Data extract START
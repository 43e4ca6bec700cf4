//! Frame normalization.
//!
//! Turns a raw provider batch into canonical hourly points: detect columns,
//! coerce cells, drop incomplete rows, truncate to the hour and average
//! every (zone, hour) [price] or hour [load] group.

use crate::coerce::{coerce_number, coerce_timestamp, coerce_zone};
use crate::columns::ColumnMap;
use crate::raw::RawBatch;
use rtm_core::{truncate_to_hour, FrameKind, LoadPoint, PricePoint, Result, Timestamp, Zone};
use std::collections::BTreeMap;

/// Running sum for one group.
#[derive(Debug, Clone, Copy, Default)]
struct MeanInProgress {
    sum: f64,
    count: u32,
}

impl MeanInProgress {
    fn add(&mut self, value: f64) {
        self.sum += value;
        self.count += 1;
    }

    fn mean(&self) -> f64 {
        self.sum / self.count as f64
    }
}

/// Arithmetic-mean reducer keyed by an ordered group key.
#[derive(Debug, Clone)]
struct HourlyMean<K: Ord> {
    groups: BTreeMap<K, MeanInProgress>,
}

impl<K: Ord> HourlyMean<K> {
    fn new() -> Self {
        Self {
            groups: BTreeMap::new(),
        }
    }

    fn add(&mut self, key: K, value: f64) {
        self.groups.entry(key).or_default().add(value);
    }

    /// Groups in key order with their means.
    fn finish(self) -> impl Iterator<Item = (K, f64)> {
        self.groups.into_iter().map(|(key, acc)| (key, acc.mean()))
    }
}

/// Output of a normalization pass.
#[derive(Debug, Clone, PartialEq)]
pub enum NormalizedFrame {
    /// Unique by (zone, hour), sorted.
    Prices(Vec<PricePoint>),
    /// Unique by hour, sorted.
    Loads(Vec<LoadPoint>),
}

impl NormalizedFrame {
    pub fn len(&self) -> usize {
        match self {
            NormalizedFrame::Prices(points) => points.len(),
            NormalizedFrame::Loads(points) => points.len(),
        }
    }

    pub fn is_empty(&self) -> bool {
        self.len() == 0
    }
}

/// Normalizer for one declared batch kind.
#[derive(Debug, Clone, Copy, PartialEq, Eq)]
pub struct FrameNormalizer {
    kind: FrameKind,
}

impl FrameNormalizer {
    /// Create a normalizer for the given kind.
    pub fn new(kind: FrameKind) -> Self {
        Self { kind }
    }

    /// Price-frame normalizer.
    pub fn prices() -> Self {
        Self::new(FrameKind::Price)
    }

    /// Load-frame normalizer.
    pub fn loads() -> Self {
        Self::new(FrameKind::Load)
    }

    pub fn kind(&self) -> FrameKind {
        self.kind
    }

    /// Normalize a batch of this normalizer's kind.
    ///
    /// Fails with a schema error if required columns are absent; never fails
    /// on individual malformed rows.
    pub fn normalize(&self, batch: &RawBatch) -> Result<NormalizedFrame> {
        match self.kind {
            FrameKind::Price => normalize_prices(batch).map(NormalizedFrame::Prices),
            FrameKind::Load => normalize_loads(batch).map(NormalizedFrame::Loads),
        }
    }

    fn parse_price_row(row: &[serde_json::Value], columns: &ColumnMap) -> Option<(Zone, Timestamp, f64)> {
        let timestamp = coerce_timestamp(&row[columns.timestamp])?;
        let zone = coerce_zone(&row[columns.location?])?;
        let price = coerce_number(&row[columns.value])?;
        Some((zone, truncate_to_hour(timestamp), price))
    }

    fn parse_load_row(row: &[serde_json::Value], columns: &ColumnMap) -> Option<(Timestamp, f64)> {
        let timestamp = coerce_timestamp(&row[columns.timestamp])?;
        let load = coerce_number(&row[columns.value])?;
        Some((truncate_to_hour(timestamp), load))
    }

    /// Hourly means per (zone, hour), plus the number of rows that survived coercion.
    fn aggregate_prices(batch: &RawBatch, columns: &ColumnMap) -> (Vec<PricePoint>, usize) {
        let mut means = HourlyMean::new();
        let mut kept = 0;
        for (zone, hour, price) in batch
            .rows()
            .iter()
            .filter_map(|row| Self::parse_price_row(row, columns))
        {
            means.add((zone, hour), price);
            kept += 1;
        }
        let points = means
            .finish()
            .map(|((zone, timestamp), price)| PricePoint {
                zone,
                timestamp,
                price,
            })
            .collect();
        (points, kept)
    }

    fn aggregate_loads(batch: &RawBatch, columns: &ColumnMap) -> (Vec<LoadPoint>, usize) {
        let mut means = HourlyMean::new();
        let mut kept = 0;
        for (hour, load) in batch
            .rows()
            .iter()
            .filter_map(|row| Self::parse_load_row(row, columns))
        {
            means.add(hour, load);
            kept += 1;
        }
        let points = means
            .finish()
            .map(|(timestamp, system_load)| LoadPoint {
                timestamp,
                system_load,
            })
            .collect();
        (points, kept)
    }
}

/// Normalize a price batch.
pub fn normalize_prices(batch: &RawBatch) -> Result<Vec<PricePoint>> {
    let columns = ColumnMap::detect(batch, FrameKind::Price)?;
    let (points, kept) = FrameNormalizer::aggregate_prices(batch, &columns);
    log_normalized(FrameKind::Price, batch.len(), kept, points.len());
    Ok(points)
}

/// Normalize a load batch.
pub fn normalize_loads(batch: &RawBatch) -> Result<Vec<LoadPoint>> {
    let columns = ColumnMap::detect(batch, FrameKind::Load)?;
    let (points, kept) = FrameNormalizer::aggregate_loads(batch, &columns);
    log_normalized(FrameKind::Load, batch.len(), kept, points.len());
    Ok(points)
}

fn log_normalized(kind: FrameKind, rows: usize, kept: usize, points: usize) {
    let dropped = rows - kept;
    if dropped > 0 {
        tracing::debug!(
            kind = %kind,
            dropped,
            total = rows,
            "dropped incomplete rows during normalization"
        );
    }
    tracing::debug!(kind = %kind, rows, points, "normalized frame");
}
Data extract END
- Task prompt: Each entry above must be set down again without alteration.

- Task result:
repository 43e4ca6bec700cf4
//! Frame normalization.
//!
//! Turns a raw provider batch into canonical hourly points: detect columns,
//! coerce cells, drop incomplete rows, truncate to the hour and average
//! every (zone, hour) [price] or hour [load] group.

use crate::coerce::{coerce_number, coerce_timestamp, coerce_zone};
use crate::columns::ColumnMap;
use crate::raw::RawBatch;
use rtm_core::{truncate_to_hour, FrameKind, LoadPoint, PricePoint, Result, Timestamp, Zone};
use std::collections::BTreeMap;

/// Running sum for one group.
#[derive(Debug, Clone, Copy, Default)]
struct MeanInProgress {
    sum: f64,
    count: u32,
}

impl MeanInProgress {
    fn add(&mut self, value: f64) {
        self.sum += value;
        self.count += 1;
    }

    fn mean(&self) -> f64 {
        self.sum / self.count as f64
    }
}

/// Arithmetic-mean reducer keyed by an ordered group key.
#[derive(Debug, Clone)]
struct HourlyMean<K: Ord> {
    groups: BTreeMap<K, MeanInProgress>,
}

impl<K: Ord> HourlyMean<K> {
    fn new() -> Self {
        Self {
            groups: BTreeMap::new(),
        }
    }

    fn add(&mut self, key: K, value: f64) {
        self.groups.entry(key).or_default().add(value);
    }

    /// Groups in key order with their means.
    fn finish(self) -> impl Iterator<Item = (K, f64)> {
        self.groups.into_iter().map(|(key, acc)| (key, acc.mean()))
    }
}

/// Output of a normalization pass.
#[derive(Debug, Clone, PartialEq)]
pub enum NormalizedFrame {
    /// Unique by (zone, hour), sorted.
    Prices(Vec<PricePoint>),
    /// Unique by hour, sorted.
    Loads(Vec<LoadPoint>),
}

impl NormalizedFrame {
    pub fn len(&self) -> usize {
        match self {
            NormalizedFrame::Prices(points) => points.len(),
            NormalizedFrame::Loads(points) => points.len(),
        }
    }

    pub fn is_empty(&self) -> bool {
        self.len() == 0
    }
}

/// Normalizer for one declared batch kind.
#[derive(Debug, Clone, Copy, PartialEq, Eq)]
pub struct FrameNormalizer {
    kind: FrameKind,
}

impl FrameNormalizer {
    /// Create a normalizer for the given kind.
    pub fn new(kind: FrameKind) -> Self {
        Self { kind }
    }

    /// Price-frame normalizer.
    pub fn prices() -> Self {
        Self::new(FrameKind::Price)
    }

    /// Load-frame normalizer.
    pub fn loads() -> Self {
        Self::new(FrameKind::Load)
    }

    pub fn kind(&self) -> FrameKind {
        self.kind
    }

    /// Normalize a batch of this normalizer's kind.
    ///
    /// Fails with a schema error if required columns are absent; never fails
    /// on individual malformed rows.
    pub fn normalize(&self, batch: &RawBatch) -> Result<NormalizedFrame> {
        match self.kind {
            FrameKind::Price => normalize_prices(batch).map(NormalizedFrame::Prices),
            FrameKind::Load => normalize_loads(batch).map(NormalizedFrame::Loads),
        }
    }

    fn parse_price_row(row: &[serde_json::Value], columns: &ColumnMap) -> Option<(Zone, Timestamp, f64)> {
        let timestamp = coerce_timestamp(&row[columns.timestamp])?;
        let zone = coerce_zone(&row[columns.location?])?;
        let price = coerce_number(&row[columns.value])?;
        Some((zone, truncate_to_hour(timestamp), price))
    }

    fn parse_load_row(row: &[serde_json::Value], columns: &ColumnMap) -> Option<(Timestamp, f64)> {
        let timestamp = coerce_timestamp(&row[columns.timestamp])?;
        let load = coerce_number(&row[columns.value])?;
        Some((truncate_to_hour(timestamp), load))
    }

    /// Hourly means per (zone, hour), plus the number of rows that survived coercion.
    fn aggregate_prices(batch: &RawBatch, columns: &ColumnMap) -> (Vec<PricePoint>, usize) {
        let mut means = HourlyMean::new();
        let mut kept = 0;
        for (zone, hour, price) in batch
            .rows()
            .iter()
            .filter_map(|row| Self::parse_price_row(row, columns))
        {
            means.add((zone, hour), price);
            kept += 1;
        }
        let points = means
            .finish()
            .map(|((zone, timestamp), price)| PricePoint {
                zone,
                timestamp,
                price,
            })
            .collect();
        (points, kept)
    }

    fn aggregate_loads(batch: &RawBatch, columns: &ColumnMap) -> (Vec<LoadPoint>, usize) {
        let mut means = HourlyMean::new();
        let mut kept = 0;
        for (hour, load) in batch
            .rows()
            .iter()
            .filter_map(|row| Self::parse_load_row(row, columns))
        {
            means.add(hour, load);
            kept += 1;
        }
        let points = means
            .finish()
            .map(|(timestamp, system_load)| LoadPoint {
                timestamp,
                system_load,
            })
            .collect();
        (points, kept)
    }
}

/// Normalize a price batch.
pub fn normalize_prices(batch: &RawBatch) -> Result<Vec<PricePoint>> {
    let columns = ColumnMap::detect(batch, FrameKind::Price)?;
    let (points, kept) = FrameNormalizer::aggregate_prices(batch, &columns);
    log_normalized(FrameKind::Price, batch.len(), kept, points.len());
    Ok(points)
}

/// Normalize a load batch.
pub fn normalize_loads(batch: &RawBatch) -> Result<Vec<LoadPoint>> {
    let columns = ColumnMap::detect(batch, FrameKind::Load)?;
    let (points, kept) = FrameNormalizer::aggregate_loads(batch, &columns);
    log_normalized(FrameKind::Load, batch.len(), kept, points.len());
    Ok(points)
}

fn log_normalized(kind: FrameKind, rows: usize, kept: usize, points: usize) {
    let dropped = rows - kept;
    if dropped > 0 {
        tracing::debug!(
            kind = %kind,
            dropped,
            total = rows,
            "dropped incomplete rows during normalization"
        );
    }
    tracing::debug!(kind = %kind, rows, points, "normalized frame");
}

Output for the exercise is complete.